===== Dataset entries =====

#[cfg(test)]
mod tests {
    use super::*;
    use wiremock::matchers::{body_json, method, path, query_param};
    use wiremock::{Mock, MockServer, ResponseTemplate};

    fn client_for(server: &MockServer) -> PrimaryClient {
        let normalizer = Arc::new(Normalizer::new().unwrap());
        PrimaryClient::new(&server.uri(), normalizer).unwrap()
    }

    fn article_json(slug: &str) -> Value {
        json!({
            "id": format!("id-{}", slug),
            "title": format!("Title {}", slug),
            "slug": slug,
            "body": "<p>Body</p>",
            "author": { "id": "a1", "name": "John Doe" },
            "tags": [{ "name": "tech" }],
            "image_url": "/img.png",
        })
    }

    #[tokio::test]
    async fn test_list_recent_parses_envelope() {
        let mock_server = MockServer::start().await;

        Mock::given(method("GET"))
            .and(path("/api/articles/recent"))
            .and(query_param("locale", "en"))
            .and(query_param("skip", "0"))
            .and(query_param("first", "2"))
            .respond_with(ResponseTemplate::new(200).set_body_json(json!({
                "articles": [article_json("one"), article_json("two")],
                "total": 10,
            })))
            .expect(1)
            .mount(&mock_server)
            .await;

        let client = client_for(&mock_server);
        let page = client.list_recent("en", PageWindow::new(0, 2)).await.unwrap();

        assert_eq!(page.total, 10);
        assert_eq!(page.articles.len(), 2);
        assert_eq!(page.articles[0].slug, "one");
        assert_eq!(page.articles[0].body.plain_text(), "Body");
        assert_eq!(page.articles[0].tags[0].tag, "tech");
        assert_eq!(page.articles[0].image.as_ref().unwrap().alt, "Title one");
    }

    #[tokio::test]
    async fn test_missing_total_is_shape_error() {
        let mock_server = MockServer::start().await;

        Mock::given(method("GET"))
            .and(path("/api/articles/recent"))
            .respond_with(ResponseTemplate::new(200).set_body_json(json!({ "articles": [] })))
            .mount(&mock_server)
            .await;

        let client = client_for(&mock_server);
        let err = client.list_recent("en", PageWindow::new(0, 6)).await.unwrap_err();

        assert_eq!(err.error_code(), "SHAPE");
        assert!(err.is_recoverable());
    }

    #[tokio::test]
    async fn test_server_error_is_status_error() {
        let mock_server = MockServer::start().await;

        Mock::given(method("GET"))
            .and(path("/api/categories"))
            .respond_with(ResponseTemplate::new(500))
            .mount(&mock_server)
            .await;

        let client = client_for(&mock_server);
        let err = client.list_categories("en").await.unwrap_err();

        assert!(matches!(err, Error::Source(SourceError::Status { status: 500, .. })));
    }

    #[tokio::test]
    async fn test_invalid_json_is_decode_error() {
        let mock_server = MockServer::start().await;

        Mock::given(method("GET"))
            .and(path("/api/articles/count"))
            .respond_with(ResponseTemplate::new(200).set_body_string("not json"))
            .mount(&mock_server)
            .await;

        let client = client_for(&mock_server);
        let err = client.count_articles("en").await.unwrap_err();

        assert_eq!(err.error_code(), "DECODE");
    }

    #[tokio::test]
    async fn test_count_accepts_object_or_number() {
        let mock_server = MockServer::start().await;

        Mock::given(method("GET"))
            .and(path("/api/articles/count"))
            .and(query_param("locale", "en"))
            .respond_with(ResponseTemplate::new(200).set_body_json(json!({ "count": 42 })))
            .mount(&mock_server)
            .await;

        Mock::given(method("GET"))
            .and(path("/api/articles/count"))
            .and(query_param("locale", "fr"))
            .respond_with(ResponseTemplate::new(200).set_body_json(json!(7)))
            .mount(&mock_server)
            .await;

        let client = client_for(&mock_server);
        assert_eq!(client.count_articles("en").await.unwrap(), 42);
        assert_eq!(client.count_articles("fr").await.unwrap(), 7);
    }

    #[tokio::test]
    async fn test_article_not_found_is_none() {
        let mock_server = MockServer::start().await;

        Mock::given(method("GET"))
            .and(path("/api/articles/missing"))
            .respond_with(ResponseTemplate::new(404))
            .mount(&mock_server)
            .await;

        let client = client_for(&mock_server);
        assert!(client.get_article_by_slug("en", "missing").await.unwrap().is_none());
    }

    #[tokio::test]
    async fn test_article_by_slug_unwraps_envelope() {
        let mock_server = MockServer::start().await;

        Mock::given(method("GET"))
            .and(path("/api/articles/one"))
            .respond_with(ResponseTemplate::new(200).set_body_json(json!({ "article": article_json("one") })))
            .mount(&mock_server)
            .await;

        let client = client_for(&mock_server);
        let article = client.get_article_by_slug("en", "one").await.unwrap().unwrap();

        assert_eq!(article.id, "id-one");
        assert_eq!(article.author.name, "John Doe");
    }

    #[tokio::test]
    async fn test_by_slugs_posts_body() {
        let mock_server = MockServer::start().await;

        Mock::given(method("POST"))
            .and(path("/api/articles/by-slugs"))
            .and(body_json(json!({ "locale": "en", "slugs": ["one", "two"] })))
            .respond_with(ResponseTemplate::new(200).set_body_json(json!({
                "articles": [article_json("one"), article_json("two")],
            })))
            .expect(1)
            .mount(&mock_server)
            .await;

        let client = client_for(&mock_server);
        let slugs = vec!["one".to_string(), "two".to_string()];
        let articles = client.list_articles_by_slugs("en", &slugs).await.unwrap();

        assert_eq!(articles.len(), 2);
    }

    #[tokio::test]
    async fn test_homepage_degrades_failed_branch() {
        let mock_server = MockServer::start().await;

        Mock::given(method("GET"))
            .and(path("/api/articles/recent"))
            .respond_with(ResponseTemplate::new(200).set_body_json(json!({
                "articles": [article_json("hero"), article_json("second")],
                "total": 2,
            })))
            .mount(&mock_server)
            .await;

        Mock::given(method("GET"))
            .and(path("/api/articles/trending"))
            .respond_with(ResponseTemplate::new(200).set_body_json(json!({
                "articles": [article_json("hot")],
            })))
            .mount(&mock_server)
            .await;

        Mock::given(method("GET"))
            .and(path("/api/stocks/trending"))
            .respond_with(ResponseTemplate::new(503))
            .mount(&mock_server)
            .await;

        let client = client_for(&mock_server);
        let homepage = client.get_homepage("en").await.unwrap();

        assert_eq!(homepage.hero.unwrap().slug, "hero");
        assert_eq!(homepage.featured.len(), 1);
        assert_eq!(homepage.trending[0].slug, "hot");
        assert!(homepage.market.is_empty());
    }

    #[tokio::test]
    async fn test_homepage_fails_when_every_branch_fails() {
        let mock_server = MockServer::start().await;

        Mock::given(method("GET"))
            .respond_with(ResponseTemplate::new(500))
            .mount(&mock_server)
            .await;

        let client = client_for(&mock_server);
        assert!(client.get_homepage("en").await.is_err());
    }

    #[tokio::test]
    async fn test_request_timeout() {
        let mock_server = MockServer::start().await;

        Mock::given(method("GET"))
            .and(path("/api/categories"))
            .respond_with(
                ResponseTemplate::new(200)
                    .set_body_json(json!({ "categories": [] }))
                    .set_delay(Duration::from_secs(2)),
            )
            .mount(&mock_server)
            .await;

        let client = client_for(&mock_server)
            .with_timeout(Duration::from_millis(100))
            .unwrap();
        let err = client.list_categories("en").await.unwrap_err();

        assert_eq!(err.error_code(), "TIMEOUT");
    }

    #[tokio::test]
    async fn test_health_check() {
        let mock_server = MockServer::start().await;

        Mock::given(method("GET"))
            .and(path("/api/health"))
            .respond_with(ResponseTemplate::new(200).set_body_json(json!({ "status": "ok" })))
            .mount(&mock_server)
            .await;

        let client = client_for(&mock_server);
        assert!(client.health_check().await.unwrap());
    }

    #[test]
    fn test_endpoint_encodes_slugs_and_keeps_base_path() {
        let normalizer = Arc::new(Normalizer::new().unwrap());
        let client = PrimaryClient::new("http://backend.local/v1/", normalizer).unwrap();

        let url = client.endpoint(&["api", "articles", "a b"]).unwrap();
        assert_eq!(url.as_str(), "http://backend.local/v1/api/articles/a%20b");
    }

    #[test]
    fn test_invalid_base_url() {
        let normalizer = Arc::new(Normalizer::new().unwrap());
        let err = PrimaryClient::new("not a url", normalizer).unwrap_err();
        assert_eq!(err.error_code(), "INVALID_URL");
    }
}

=====

Problem description: The required answer is a single number: how many lines above hold the string "tech".

Written response: 2